> **TASK TO COMPLETE**:
Using the records below, output the stretch that opens with the line containing "the root node." and closes with the line containing "merges task-local results.", exactly and including both lines, with nothing more.

(Stored data)
-- Opening Marker --

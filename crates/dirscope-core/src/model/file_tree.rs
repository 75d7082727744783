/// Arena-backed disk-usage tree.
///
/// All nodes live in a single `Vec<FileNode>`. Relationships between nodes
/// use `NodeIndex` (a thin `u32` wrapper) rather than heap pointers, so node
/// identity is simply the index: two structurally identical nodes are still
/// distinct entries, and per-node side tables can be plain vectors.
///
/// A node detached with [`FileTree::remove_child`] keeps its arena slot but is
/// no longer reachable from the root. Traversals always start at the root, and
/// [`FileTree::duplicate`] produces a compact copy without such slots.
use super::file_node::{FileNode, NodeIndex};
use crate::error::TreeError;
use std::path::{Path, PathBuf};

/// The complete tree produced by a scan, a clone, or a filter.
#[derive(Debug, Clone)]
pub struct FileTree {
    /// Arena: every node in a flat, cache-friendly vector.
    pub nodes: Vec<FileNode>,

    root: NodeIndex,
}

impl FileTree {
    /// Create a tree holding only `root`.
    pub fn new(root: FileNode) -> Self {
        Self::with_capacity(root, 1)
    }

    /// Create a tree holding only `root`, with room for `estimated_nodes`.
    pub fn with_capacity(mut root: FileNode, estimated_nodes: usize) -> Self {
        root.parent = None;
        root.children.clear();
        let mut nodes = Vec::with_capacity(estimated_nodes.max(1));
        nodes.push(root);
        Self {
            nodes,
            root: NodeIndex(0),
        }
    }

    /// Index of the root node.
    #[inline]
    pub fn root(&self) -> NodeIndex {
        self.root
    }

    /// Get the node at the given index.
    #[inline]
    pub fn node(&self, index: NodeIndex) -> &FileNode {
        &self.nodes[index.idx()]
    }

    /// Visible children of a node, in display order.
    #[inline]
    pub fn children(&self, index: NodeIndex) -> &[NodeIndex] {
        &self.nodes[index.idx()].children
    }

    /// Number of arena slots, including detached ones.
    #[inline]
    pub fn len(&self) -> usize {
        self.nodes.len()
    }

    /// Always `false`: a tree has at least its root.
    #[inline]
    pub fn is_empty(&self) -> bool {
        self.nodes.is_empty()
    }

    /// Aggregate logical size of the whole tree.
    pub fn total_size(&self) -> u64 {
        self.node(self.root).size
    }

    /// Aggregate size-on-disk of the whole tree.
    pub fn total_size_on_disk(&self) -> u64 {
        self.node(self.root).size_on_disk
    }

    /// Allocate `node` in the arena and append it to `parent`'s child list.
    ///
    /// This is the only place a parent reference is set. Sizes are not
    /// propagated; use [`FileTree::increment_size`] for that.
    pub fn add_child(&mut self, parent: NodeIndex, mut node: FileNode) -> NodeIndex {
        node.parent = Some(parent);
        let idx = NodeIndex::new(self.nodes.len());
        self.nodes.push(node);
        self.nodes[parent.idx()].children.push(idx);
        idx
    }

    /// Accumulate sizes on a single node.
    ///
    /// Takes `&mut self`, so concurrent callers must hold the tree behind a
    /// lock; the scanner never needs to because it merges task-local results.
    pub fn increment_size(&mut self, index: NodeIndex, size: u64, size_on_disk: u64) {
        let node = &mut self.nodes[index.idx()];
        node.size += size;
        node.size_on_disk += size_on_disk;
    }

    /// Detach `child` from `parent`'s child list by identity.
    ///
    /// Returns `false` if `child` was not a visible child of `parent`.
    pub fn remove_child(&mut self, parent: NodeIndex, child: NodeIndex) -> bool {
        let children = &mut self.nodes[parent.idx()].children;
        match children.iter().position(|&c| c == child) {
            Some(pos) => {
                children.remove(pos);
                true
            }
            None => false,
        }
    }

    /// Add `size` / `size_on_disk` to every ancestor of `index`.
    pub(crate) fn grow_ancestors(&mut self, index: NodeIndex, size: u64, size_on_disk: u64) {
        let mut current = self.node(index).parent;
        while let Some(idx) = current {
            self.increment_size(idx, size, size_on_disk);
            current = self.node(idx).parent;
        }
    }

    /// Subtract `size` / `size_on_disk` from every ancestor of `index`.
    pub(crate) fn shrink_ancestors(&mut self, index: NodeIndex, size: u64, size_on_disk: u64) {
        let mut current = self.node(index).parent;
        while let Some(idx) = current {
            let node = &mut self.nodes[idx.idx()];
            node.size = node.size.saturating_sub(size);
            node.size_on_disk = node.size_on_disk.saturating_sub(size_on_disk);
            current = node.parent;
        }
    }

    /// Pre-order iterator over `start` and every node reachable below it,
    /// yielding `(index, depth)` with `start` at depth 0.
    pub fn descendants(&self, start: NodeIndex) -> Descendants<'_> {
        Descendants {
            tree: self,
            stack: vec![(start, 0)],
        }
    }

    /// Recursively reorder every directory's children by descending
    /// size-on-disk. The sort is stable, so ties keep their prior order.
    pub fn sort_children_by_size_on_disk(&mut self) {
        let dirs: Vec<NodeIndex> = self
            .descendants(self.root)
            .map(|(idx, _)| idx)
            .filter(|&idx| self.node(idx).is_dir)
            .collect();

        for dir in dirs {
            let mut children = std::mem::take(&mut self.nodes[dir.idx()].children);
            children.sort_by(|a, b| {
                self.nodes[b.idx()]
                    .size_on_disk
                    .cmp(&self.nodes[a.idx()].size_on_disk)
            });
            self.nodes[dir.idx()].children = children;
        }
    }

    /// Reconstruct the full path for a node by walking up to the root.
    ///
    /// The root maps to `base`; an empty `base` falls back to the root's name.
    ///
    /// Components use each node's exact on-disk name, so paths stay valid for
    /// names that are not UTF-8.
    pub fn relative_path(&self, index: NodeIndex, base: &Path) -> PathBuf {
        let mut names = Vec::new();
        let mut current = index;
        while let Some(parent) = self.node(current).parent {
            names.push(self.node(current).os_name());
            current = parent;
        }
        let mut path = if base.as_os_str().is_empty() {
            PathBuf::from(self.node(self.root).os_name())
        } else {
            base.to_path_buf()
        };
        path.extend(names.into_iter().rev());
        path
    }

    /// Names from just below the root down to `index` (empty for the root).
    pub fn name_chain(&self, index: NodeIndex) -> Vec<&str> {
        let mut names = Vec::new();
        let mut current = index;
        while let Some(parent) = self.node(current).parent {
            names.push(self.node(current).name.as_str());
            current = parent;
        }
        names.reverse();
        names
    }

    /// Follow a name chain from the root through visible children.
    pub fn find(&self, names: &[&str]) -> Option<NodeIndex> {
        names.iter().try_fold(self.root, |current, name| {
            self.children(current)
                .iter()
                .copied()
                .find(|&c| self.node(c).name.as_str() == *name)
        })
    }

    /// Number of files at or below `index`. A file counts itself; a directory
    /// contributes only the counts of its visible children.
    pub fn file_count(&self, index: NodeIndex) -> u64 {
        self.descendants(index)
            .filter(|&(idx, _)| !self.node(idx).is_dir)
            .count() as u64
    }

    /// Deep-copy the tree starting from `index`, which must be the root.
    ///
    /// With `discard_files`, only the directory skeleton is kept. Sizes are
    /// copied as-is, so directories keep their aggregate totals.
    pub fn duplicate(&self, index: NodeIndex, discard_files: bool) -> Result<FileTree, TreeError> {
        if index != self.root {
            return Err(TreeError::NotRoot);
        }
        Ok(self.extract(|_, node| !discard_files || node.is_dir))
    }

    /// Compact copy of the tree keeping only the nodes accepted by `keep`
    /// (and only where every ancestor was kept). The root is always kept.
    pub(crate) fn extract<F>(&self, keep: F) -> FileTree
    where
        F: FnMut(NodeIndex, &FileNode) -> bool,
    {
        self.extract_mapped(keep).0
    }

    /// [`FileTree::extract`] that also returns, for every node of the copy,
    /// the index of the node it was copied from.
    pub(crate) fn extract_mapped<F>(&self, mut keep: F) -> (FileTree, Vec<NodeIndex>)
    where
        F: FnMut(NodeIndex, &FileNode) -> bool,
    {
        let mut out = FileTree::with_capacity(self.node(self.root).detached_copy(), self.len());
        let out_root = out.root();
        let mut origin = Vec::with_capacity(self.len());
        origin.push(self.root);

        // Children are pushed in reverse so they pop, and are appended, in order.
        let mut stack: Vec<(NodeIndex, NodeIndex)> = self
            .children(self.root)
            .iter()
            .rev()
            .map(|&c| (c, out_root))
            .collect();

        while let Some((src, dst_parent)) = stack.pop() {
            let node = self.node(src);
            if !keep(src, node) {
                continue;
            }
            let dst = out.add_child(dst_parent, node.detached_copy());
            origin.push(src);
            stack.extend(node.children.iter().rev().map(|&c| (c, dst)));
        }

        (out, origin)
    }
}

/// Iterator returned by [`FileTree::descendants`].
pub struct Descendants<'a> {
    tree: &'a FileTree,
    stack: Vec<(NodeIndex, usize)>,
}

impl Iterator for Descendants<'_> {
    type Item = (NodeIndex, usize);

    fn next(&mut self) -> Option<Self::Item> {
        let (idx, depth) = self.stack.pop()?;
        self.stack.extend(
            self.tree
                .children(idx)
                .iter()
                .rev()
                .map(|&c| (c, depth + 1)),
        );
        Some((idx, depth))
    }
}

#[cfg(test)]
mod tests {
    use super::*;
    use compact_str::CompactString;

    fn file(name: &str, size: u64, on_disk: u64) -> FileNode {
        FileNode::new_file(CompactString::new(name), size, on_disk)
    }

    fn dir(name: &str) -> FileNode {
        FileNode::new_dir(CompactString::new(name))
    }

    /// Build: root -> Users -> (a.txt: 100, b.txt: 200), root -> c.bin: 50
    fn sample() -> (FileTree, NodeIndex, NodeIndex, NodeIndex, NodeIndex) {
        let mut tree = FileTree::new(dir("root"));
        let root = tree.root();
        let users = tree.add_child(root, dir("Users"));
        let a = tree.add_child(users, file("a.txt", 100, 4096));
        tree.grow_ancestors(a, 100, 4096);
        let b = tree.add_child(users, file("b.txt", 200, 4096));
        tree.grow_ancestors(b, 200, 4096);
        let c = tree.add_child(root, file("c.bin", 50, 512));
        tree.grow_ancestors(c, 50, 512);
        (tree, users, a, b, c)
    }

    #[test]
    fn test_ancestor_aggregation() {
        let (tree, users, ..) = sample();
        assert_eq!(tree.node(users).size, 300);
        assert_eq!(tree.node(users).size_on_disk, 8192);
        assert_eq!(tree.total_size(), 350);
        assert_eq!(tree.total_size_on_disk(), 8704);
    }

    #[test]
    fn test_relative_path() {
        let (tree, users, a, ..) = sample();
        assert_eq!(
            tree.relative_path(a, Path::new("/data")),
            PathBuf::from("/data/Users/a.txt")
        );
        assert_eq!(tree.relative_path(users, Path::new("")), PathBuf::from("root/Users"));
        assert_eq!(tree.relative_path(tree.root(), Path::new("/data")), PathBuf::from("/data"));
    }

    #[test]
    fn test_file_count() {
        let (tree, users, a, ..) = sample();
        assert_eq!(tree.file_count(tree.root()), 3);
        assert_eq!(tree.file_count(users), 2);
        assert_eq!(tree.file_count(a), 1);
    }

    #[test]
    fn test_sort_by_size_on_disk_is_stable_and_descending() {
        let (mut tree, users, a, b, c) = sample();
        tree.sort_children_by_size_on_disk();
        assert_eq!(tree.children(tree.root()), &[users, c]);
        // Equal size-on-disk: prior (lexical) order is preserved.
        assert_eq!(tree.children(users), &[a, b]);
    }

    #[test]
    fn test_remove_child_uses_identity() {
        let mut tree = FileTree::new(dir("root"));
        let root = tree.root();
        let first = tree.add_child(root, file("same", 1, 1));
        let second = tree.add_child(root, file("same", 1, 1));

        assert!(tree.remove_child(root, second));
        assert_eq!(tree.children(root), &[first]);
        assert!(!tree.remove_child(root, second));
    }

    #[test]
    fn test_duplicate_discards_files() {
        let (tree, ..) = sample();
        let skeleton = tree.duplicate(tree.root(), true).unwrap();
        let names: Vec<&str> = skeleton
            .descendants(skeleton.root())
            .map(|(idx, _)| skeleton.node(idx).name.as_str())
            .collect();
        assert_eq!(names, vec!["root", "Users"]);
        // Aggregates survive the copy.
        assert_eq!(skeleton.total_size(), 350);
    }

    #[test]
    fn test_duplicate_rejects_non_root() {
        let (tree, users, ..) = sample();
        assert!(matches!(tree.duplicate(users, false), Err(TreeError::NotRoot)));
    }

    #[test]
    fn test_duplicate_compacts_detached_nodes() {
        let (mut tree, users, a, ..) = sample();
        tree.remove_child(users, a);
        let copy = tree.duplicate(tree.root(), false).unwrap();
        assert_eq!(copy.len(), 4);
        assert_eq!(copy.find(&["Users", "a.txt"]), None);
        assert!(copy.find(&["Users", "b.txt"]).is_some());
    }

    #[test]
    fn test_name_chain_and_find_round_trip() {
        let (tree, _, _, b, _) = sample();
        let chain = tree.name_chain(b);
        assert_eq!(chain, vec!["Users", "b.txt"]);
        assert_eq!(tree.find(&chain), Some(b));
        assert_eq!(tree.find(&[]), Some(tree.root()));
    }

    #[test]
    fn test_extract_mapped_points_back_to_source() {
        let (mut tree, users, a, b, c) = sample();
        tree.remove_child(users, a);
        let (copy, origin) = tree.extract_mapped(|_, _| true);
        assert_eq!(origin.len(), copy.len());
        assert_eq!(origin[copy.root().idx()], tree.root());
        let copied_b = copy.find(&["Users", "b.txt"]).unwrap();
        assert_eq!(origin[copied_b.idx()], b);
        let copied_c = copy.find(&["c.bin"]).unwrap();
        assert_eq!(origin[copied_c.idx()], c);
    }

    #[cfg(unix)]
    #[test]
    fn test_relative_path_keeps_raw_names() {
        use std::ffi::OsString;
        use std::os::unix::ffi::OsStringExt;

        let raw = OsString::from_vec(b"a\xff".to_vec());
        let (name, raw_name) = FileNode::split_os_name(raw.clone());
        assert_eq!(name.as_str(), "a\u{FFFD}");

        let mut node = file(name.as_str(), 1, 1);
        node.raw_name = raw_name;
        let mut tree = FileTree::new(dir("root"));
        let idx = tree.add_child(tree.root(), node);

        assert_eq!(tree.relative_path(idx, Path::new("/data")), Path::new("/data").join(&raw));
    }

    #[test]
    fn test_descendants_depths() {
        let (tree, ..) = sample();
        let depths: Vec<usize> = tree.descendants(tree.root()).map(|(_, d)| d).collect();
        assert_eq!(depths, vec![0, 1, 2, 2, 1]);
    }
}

-- Closing Marker --

> **EXERCISE ANSWER**:
    /// Index of the root node.
    #[inline]
    pub fn root(&self) -> NodeIndex {
        self.root
    }

    /// Get the node at the given index.
    #[inline]
    pub fn node(&self, index: NodeIndex) -> &FileNode {
        &self.nodes[index.idx()]
    }

    /// Visible children of a node, in display order.
    #[inline]
    pub fn children(&self, index: NodeIndex) -> &[NodeIndex] {
        &self.nodes[index.idx()].children
    }

    /// Number of arena slots, including detached ones.
    #[inline]
    pub fn len(&self) -> usize {
        self.nodes.len()
    }

    /// Always `false`: a tree has at least its root.
    #[inline]
    pub fn is_empty(&self) -> bool {
        self.nodes.is_empty()
    }

    /// Aggregate logical size of the whole tree.
    pub fn total_size(&self) -> u64 {
        self.node(self.root).size
    }

    /// Aggregate size-on-disk of the whole tree.
    pub fn total_size_on_disk(&self) -> u64 {
        self.node(self.root).size_on_disk
    }

    /// Allocate `node` in the arena and append it to `parent`'s child list.
    ///
    /// This is the only place a parent reference is set. Sizes are not
    /// propagated; use [`FileTree::increment_size`] for that.
    pub fn add_child(&mut self, parent: NodeIndex, mut node: FileNode) -> NodeIndex {
        node.parent = Some(parent);
        let idx = NodeIndex::new(self.nodes.len());
        self.nodes.push(node);
        self.nodes[parent.idx()].children.push(idx);
        idx
    }

    /// Accumulate sizes on a single node.
    ///
    /// Takes `&mut self`, so concurrent callers must hold the tree behind a
    /// lock; the scanner never needs to because it merges task-local results.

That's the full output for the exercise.